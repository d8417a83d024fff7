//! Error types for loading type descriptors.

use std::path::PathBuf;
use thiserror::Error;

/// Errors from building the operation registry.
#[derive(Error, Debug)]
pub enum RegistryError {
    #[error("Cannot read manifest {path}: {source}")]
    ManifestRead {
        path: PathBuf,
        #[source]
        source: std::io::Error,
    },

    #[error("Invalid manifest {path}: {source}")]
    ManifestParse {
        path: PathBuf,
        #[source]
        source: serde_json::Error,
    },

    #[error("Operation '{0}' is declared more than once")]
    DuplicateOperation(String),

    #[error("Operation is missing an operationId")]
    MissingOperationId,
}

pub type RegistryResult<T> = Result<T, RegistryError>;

----------------

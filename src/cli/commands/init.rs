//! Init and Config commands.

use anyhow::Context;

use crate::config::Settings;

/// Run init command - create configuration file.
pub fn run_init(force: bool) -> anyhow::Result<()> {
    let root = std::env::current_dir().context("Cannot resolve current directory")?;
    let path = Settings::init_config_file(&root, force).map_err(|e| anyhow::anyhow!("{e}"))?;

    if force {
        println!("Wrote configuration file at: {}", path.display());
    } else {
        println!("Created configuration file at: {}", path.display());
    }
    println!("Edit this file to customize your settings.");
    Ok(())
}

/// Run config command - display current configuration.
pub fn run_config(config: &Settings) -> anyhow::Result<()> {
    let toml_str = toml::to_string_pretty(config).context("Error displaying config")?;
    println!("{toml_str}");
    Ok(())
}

----------------

Exercise objective:
What are the lines, exactly as written above, from the line with "use thiserror::Error;" to the line with "pub type RegistryResult<T>", both included? Output only those.

Response box:
use thiserror::Error;

/// Errors from building the operation registry.
#[derive(Error, Debug)]
pub enum RegistryError {
    #[error("Cannot read manifest {path}: {source}")]
    ManifestRead {
        path: PathBuf,
        #[source]
        source: std::io::Error,
    },

    #[error("Invalid manifest {path}: {source}")]
    ManifestParse {
        path: PathBuf,
        #[source]
        source: serde_json::Error,
    },

    #[error("Operation '{0}' is declared more than once")]
    DuplicateOperation(String),

    #[error("Operation is missing an operationId")]
    MissingOperationId,
}

pub type RegistryResult<T> = Result<T, RegistryError>;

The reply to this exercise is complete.